What this task involves
Lines before the one containing "assert_eq!(GridPosition::new(0, 7), None);" are left out; that line and all after it, through the end of the records, must be transcribed exactly.

Data
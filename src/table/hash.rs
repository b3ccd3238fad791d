//! Key hashing
//!
//! 64-bit FNV-1a over the key's UTF-8 bytes. The result is identical on
//! every run and platform, unlike `std`'s randomly seeded `DefaultHasher`.

const FNV_OFFSET_BASIS: u64 = 0xcbf2_9ce4_8422_2325;
const FNV_PRIME: u64 = 0x0000_0100_0000_01b3;

/// Hash a key with FNV-1a
pub fn fnv1a(key: &str) -> u64 {
    key.as_bytes().iter().fold(FNV_OFFSET_BASIS, |hash, &byte| {
        (hash ^ u64::from(byte)).wrapping_mul(FNV_PRIME)
    })
}

/// Bucket index for `key` in a table of `bucket_count` buckets
///
/// `bucket_count` must be non-zero.
pub fn bucket_index(key: &str, bucket_count: usize) -> usize {
    (fnv1a(key) % bucket_count as u64) as usize
}
#[cfg(test)]
mod tests {
    use super::*;
    use crate::domain::models::{DiscoveredDevice, GridPosition};
    use crate::infrastructure::bluetooth::link::{ConnectionError, DeviceLink, TransportError};
    use async_trait::async_trait;
    use std::sync::{Arc, Mutex};

    /// Shared state standing in for the physical rig: what was written
    /// to it, and the sink it pushes telemetry into.
    #[derive(Clone, Default)]
    struct MockRig {
        writes: Arc<Mutex<Vec<Vec<u8>>>>,
        telemetry: Arc<Mutex<Option<mpsc::UnboundedSender<Vec<u8>>>>>,
    }

    impl MockRig {
        fn wire(&self) -> Vec<String> {
            self.writes
                .lock()
                .unwrap()
                .iter()
                .map(|w| String::from_utf8_lossy(w).into_owned())
                .collect()
        }

        fn push_telemetry(&self, payload: &[u8]) {
            self.telemetry
                .lock()
                .unwrap()
                .as_ref()
                .expect("no telemetry subscription")
                .send(payload.to_vec())
                .unwrap();
        }
    }

    struct MockConnector {
        rig: MockRig,
        refuse: bool,
    }

    #[async_trait]
    impl DeviceConnector for MockConnector {
        async fn discover(
            &self,
            _scan_seconds: u64,
        ) -> Result<Vec<DiscoveredDevice>, ConnectionError> {
            Ok(vec![DiscoveredDevice {
                name: "PROBE-RIG".to_string(),
                address: 0x7,
                signal_strength: -42,
            }])
        }

        async fn connect(
            &self,
            address: u64,
        ) -> Result<Box<dyn DeviceLink + Send>, ConnectionError> {
            if self.refuse {
                return Err(ConnectionError::DeviceUnreachable(address));
            }
            Ok(Box::new(MockLink {
                rig: self.rig.clone(),
            }))
        }
    }

    struct MockLink {
        rig: MockRig,
    }

    #[async_trait]
    impl DeviceLink for MockLink {
        async fn write_command(&mut self, payload: &[u8]) -> Result<(), TransportError> {
            self.rig.writes.lock().unwrap().push(payload.to_vec());
            Ok(())
        }

        async fn subscribe(
            &mut self,
            sink: mpsc::UnboundedSender<Vec<u8>>,
        ) -> Result<(), TransportError> {
            *self.rig.telemetry.lock().unwrap() = Some(sink);
            Ok(())
        }
    }

    struct Harness {
        requests: mpsc::UnboundedSender<RigRequest>,
        events: mpsc::UnboundedReceiver<RigEvent>,
        store: ReadingStore,
        rig: MockRig,
        worker: tokio::task::JoinHandle<()>,
    }

    fn start(refuse_connections: bool) -> Harness {
        let rig = MockRig::default();
        let store = ReadingStore::temporary().unwrap();
        let (event_tx, events) = mpsc::unbounded_channel();
        let (request_tx, request_rx) = mpsc::unbounded_channel();

        let worker = AcquisitionWorker::new(
            Box::new(MockConnector {
                rig: rig.clone(),
                refuse: refuse_connections,
            }),
            store.clone(),
            WorkerConfig {
                scan_seconds: 1,
                limit: SafetyLimit::default(),
            },
            event_tx,
        );
        let worker = tokio::spawn(worker.run(request_rx));

        Harness {
            requests: request_tx,
            events,
            store,
            rig,
            worker,
        }
    }

    impl Harness {
        async fn next_event(&mut self) -> RigEvent {
            self.events.recv().await.expect("event channel closed")
        }

        async fn wait_connected(&mut self) {
            loop {
                if let RigEvent::ConnectionStatus(ConnectionStatus::Connected) =
                    self.next_event().await
                {
                    return;
                }
            }
        }

        async fn wait_sent(&mut self) -> String {
            loop {
                if let RigEvent::CommandSent(text) = self.next_event().await {
                    return text;
                }
            }
        }
    }

    fn cell(x: i32, y: i32) -> GridPosition {
        GridPosition::new(x, y).unwrap()
    }

    #[tokio::test]
    async fn grid_requests_become_relative_moves_on_the_wire() {
        let mut h = start(false);
        h.requests.send(RigRequest::Connect(0x7)).unwrap();
        h.wait_connected().await;

        h.requests.send(RigRequest::MoveTo(cell(2, 1))).unwrap();
        assert_eq!(h.wait_sent().await, "move 2 1");

        h.requests.send(RigRequest::MoveTo(cell(0, 3))).unwrap();
        assert_eq!(h.wait_sent().await, "move -2 2");

        h.requests.send(RigRequest::Start).unwrap();
        assert_eq!(h.wait_sent().await, "start");

        assert_eq!(h.rig.wire(), vec!["move 2 1", "move -2 2", "start"]);
    }

    #[tokio::test]
    async fn telemetry_is_attributed_to_the_last_commanded_cell() {
        let mut h = start(false);
        h.requests.send(RigRequest::Connect(0x7)).unwrap();
        h.wait_connected().await;
        h.requests.send(RigRequest::MoveTo(cell(4, 5))).unwrap();
        h.wait_sent().await;

        h.rig.push_telemetry(b"1.5,90");

        let reading = loop {
            if let RigEvent::Reading(reading) = h.next_event().await {
                break reading;
            }
        };
        assert_eq!((reading.x, reading.y), (4, 5));
        assert_eq!(reading.measurement, 1.5);
        assert_eq!(reading.angle, 20.25);
        assert_eq!(h.store.readings_at(cell(4, 5)).unwrap(), vec![reading]);
    }

    #[tokio::test]
    async fn overforce_telemetry_retracts_the_probe_and_stores_nothing() {
        let mut h = start(false);
        h.requests.send(RigRequest::Connect(0x7)).unwrap();
        h.wait_connected().await;
        h.requests.send(RigRequest::MoveTo(cell(1, 1))).unwrap();
        h.wait_sent().await;

        h.rig.push_telemetry(b"2.0,90");

        loop {
            if let RigEvent::SafetyTripped { force_newtons } = h.next_event().await {
                assert!((force_newtons - 117.72).abs() < 1e-9);
                break;
            }
        }
        assert_eq!(h.rig.wire(), vec!["move 1 1", "return"]);
        assert!(h.store.readings_at(cell(1, 1)).unwrap().is_empty());
    }

    #[tokio::test]
    async fn shutdown_parks_the_carriage_at_the_origin() {
        let mut h = start(false);
        h.requests.send(RigRequest::Connect(0x7)).unwrap();
        h.wait_connected().await;
        h.requests.send(RigRequest::MoveTo(cell(2, 3))).unwrap();
        h.wait_sent().await;

        h.requests.send(RigRequest::Shutdown).unwrap();
        h.worker.await.unwrap();

        assert_eq!(h.rig.wire(), vec!["move 2 3", "move -2 -3"]);
    }

    #[tokio::test]
    async fn connect_failure_is_reported_and_the_worker_stays_up() {
        let mut h = start(true);
        h.requests.send(RigRequest::Connect(0x7)).unwrap();

        assert!(matches!(
            h.next_event().await,
            RigEvent::ConnectionStatus(ConnectionStatus::Connecting)
        ));
        let RigEvent::Log(msg) = h.next_event().await else {
            panic!("expected the failure log");
        };
        assert_eq!(msg.severity, MessageSeverity::Error);
        assert!(matches!(
            h.next_event().await,
            RigEvent::ConnectionStatus(ConnectionStatus::Disconnected)
        ));

        // Still alive and answering.
        h.requests.send(RigRequest::MoveTo(cell(1, 1))).unwrap();
        let RigEvent::Log(msg) = h.next_event().await else {
            panic!("expected the not-connected warning");
        };
        assert_eq!(msg.severity, MessageSeverity::Warning);
        assert!(h.rig.wire().is_empty());
    }

    #[tokio::test]
    async fn scan_reports_discovered_devices() {
        let mut h = start(false);
        h.requests.send(RigRequest::Scan).unwrap();

        let devices = loop {
            if let RigEvent::DevicesDiscovered(devices) = h.next_event().await {
                break devices;
            }
        };
        assert_eq!(devices.len(), 1);
        assert_eq!(devices[0].name, "PROBE-RIG");
        assert_eq!(devices[0].address, 0x7);
    }
}
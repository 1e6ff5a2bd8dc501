//! Probe Rig Protocol
//!
//! Wire format for the positioning rig: ASCII command encoding and
//! telemetry parsing.

use crate::domain::models::MotionCommand;
use thiserror::Error;

/// Characteristic the rig accepts commands on.
pub const COMMAND_CHAR_UUID: &str = "9ecadc24-0ee5-a9e0-93f3-a3b50200406e";

/// Characteristic the rig streams telemetry on.
pub const TELEMETRY_CHAR_UUID: &str = "9ecadc24-0ee5-a9e0-93f3-a3b50300406e";

/// Commands understood by the rig firmware.
#[derive(Debug, Clone, PartialEq)]
pub enum RigCommand {
    /// Relative carriage motion in grid cells.
    Move(MotionCommand),
    /// Begin a measurement cycle at the current position.
    Start,
    /// Retract the probe.
    Return,
    /// Verbatim text passed through to the firmware.
    Raw(String),
}

impl RigCommand {
    /// ASCII payload written to the command characteristic. There is no
    /// framing; the firmware reads whole writes.
    pub fn encode(&self) -> Vec<u8> {
        match self {
            Self::Move(motion) => format!("move {} {}", motion.dx, motion.dy).into_bytes(),
            Self::Start => b"start".to_vec(),
            Self::Return => b"return".to_vec(),
            Self::Raw(text) => text.as_bytes().to_vec(),
        }
    }
}

/// Failure to interpret a telemetry notification. The sample is
/// dropped; the stream continues.
#[derive(Error, PartialEq, Clone, Debug)]
pub enum ParseError {
    #[error("telemetry is not valid UTF-8")]
    NotUtf8,
    #[error("expected 2 comma-separated fields, got {0}")]
    FieldCount(usize),
    #[error("invalid number {0:?}")]
    InvalidNumber(String),
}

/// Parses a telemetry notification of the form
/// `"<measurement>,<angle>"`. Both fields are decimal numbers;
/// surrounding whitespace is ignored.
pub fn parse_telemetry(payload: &[u8]) -> Result<(f64, f64), ParseError> {
    let text = std::str::from_utf8(payload).map_err(|_| ParseError::NotUtf8)?;
    let parts: Vec<&str> = text.trim().split(',').map(str::trim).collect();
    if parts.len() != 2 {
        return Err(ParseError::FieldCount(parts.len()));
    }

    let measurement = parse_number(parts[0])?;
    let angle = parse_number(parts[1])?;
    Ok((measurement, angle))
}

fn parse_number(field: &str) -> Result<f64, ParseError> {
    field
        .parse()
        .map_err(|_| ParseError::InvalidNumber(field.to_string()))
}

/// Parse a UUID string into a Windows GUID
#[cfg(windows)]
pub fn parse_uuid(uuid_str: &str) -> anyhow::Result<windows::core::GUID> {
    let uuid_str = uuid_str.replace('-', "");

    if uuid_str.len() != 32 {
        return Err(anyhow::anyhow!("Invalid UUID format"));
    }

    let d1 = u32::from_str_radix(&uuid_str[0..8], 16)?;
    let d2 = u16::from_str_radix(&uuid_str[8..12], 16)?;
    let d3 = u16::from_str_radix(&uuid_str[12..16], 16)?;

    let mut d4 = [0u8; 8];
    for i in 0..8 {
        d4[i] = u8::from_str_radix(&uuid_str[16 + i * 2..18 + i * 2], 16)?;
    }

    Ok(windows::core::GUID {
        data1: d1,
        data2: d2,
        data3: d3,
        data4: d4,
    })
}
use crate::domain::safety;
use serde::{Deserialize, Serialize};

/// Number of cells along each axis of the rig's working area.
pub const GRID_SIZE: i32 = 7;

/// A cell on the rig's working grid. The carriage home position is
/// `(0, 0)`.
#[derive(Debug, Clone, Copy, PartialEq, Eq)]
pub struct GridPosition {
    pub x: i32,
    pub y: i32,
}

impl GridPosition {
    /// Builds a position, rejecting coordinates outside the grid.
    pub fn new(x: i32, y: i32) -> Option<Self> {
        if (0..GRID_SIZE).contains(&x) && (0..GRID_SIZE).contains(&y) {
            Some(Self { x, y })
        } else {
            None
        }
    }
}

/// Relative carriage motion in grid cells.
#[derive(Debug, Clone, Copy, PartialEq, Eq)]
pub struct MotionCommand {
    pub dx: i32,
    pub dy: i32,
}

/// One persisted probe measurement.
///
/// `measurement` is the raw load cell value; `angle` is stored already
/// calibrated (raw encoder angle scaled by [`safety::ANGLE_SCALE`]).
#[derive(Debug, Clone, PartialEq, Serialize, Deserialize)]
pub struct SensorReading {
    pub timestamp: String,
    pub x: i32,
    pub y: i32,
    pub measurement: f64,
    pub angle: f64,
}

impl SensorReading {
    /// Probe force in newtons derived from the raw measurement.
    pub fn force_newtons(&self) -> f64 {
        self.measurement * safety::MASS_TO_FORCE
    }

    /// Probe insertion depth in centimeters derived from the stored
    /// angle.
    pub fn depth_cm(&self) -> f64 {
        self.angle / 360.0 * safety::DEPTH_PER_REVOLUTION_CM
    }
}

/// A device seen during a scan.
#[derive(Debug, Clone)]
pub struct DiscoveredDevice {
    pub name: String,
    pub address: u64,
    pub signal_strength: i16,
}

#[derive(Debug, Clone, Copy, PartialEq, Eq)]
pub enum ConnectionStatus {
    Disconnected,
    Connecting,
    Connected,
    Error,
}

#[derive(Debug, Clone)]
pub struct StatusMessage {
    pub message: String,
    pub severity: MessageSeverity,
}

#[derive(Debug, Clone, Copy, PartialEq, Eq)]
pub enum MessageSeverity {
    Info,
    Success,
    Warning,
    Error,
}

/// Requests the front-end sends to the acquisition worker.
#[derive(Debug, Clone)]
pub enum RigRequest {
    Scan,
    Connect(u64),
    /// Move the carriage to a grid cell.
    MoveTo(GridPosition),
    /// Begin a measurement cycle at the current position.
    Start,
    /// Retract the probe.
    Retract,
    /// Drive the carriage back to the grid origin.
    ReturnHome,
    /// Verbatim text for the command characteristic.
    Raw(String),
    /// Park the carriage and stop the worker.
    Shutdown,
}

/// Events the acquisition worker sends back to the front-end.
#[derive(Debug, Clone)]
pub enum RigEvent {
    DevicesDiscovered(Vec<DiscoveredDevice>),
    ConnectionStatus(ConnectionStatus),
    /// A command payload was written to the rig.
    CommandSent(String),
    /// A reading was accepted and stored.
    Reading(SensorReading),
    /// A reading exceeded the force limit; the probe is retracting.
    SafetyTripped { force_newtons: f64 },
    Log(StatusMessage),
}

#[cfg(test)]
mod tests {
    use super::*;

    #[test]
    fn grid_position_accepts_cells_inside_the_grid() {
        assert_eq!(GridPosition::new(0, 0), Some(GridPosition { x: 0, y: 0 }));
        assert_eq!(GridPosition::new(6, 6), Some(GridPosition { x: 6, y: 6 }));
    }

    #[test]
    fn grid_position_rejects_cells_outside_the_grid() {
        assert_eq!(GridPosition::new(7, 0), None);
        assert_eq!(GridPosition::new(0, 7), None);
        assert_eq!(GridPosition::new(-1, 3), None);
    }

    #[test]
    fn reading_derives_force_and_depth() {
        let reading = SensorReading {
            timestamp: "2026-08-21 10:00:00.000".to_string(),
            x: 1,
            y: 1,
            measurement: 1.5,
            angle: 20.25,
        };

        assert!((reading.force_newtons() - 88.29).abs() < 1e-9);
        assert!((reading.depth_cm() - 0.028125).abs() < 1e-9);
    }
}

Answer for this exercise
        assert_eq!(GridPosition::new(0, 7), None);
        assert_eq!(GridPosition::new(-1, 3), None);
    }

    #[test]
    fn reading_derives_force_and_depth() {
        let reading = SensorReading {
            timestamp: "2026-08-21 10:00:00.000".to_string(),
            x: 1,
            y: 1,
            measurement: 1.5,
            angle: 20.25,
        };

        assert!((reading.force_newtons() - 88.29).abs() < 1e-9);
        assert!((reading.depth_cm() - 0.028125).abs() < 1e-9);
    }
}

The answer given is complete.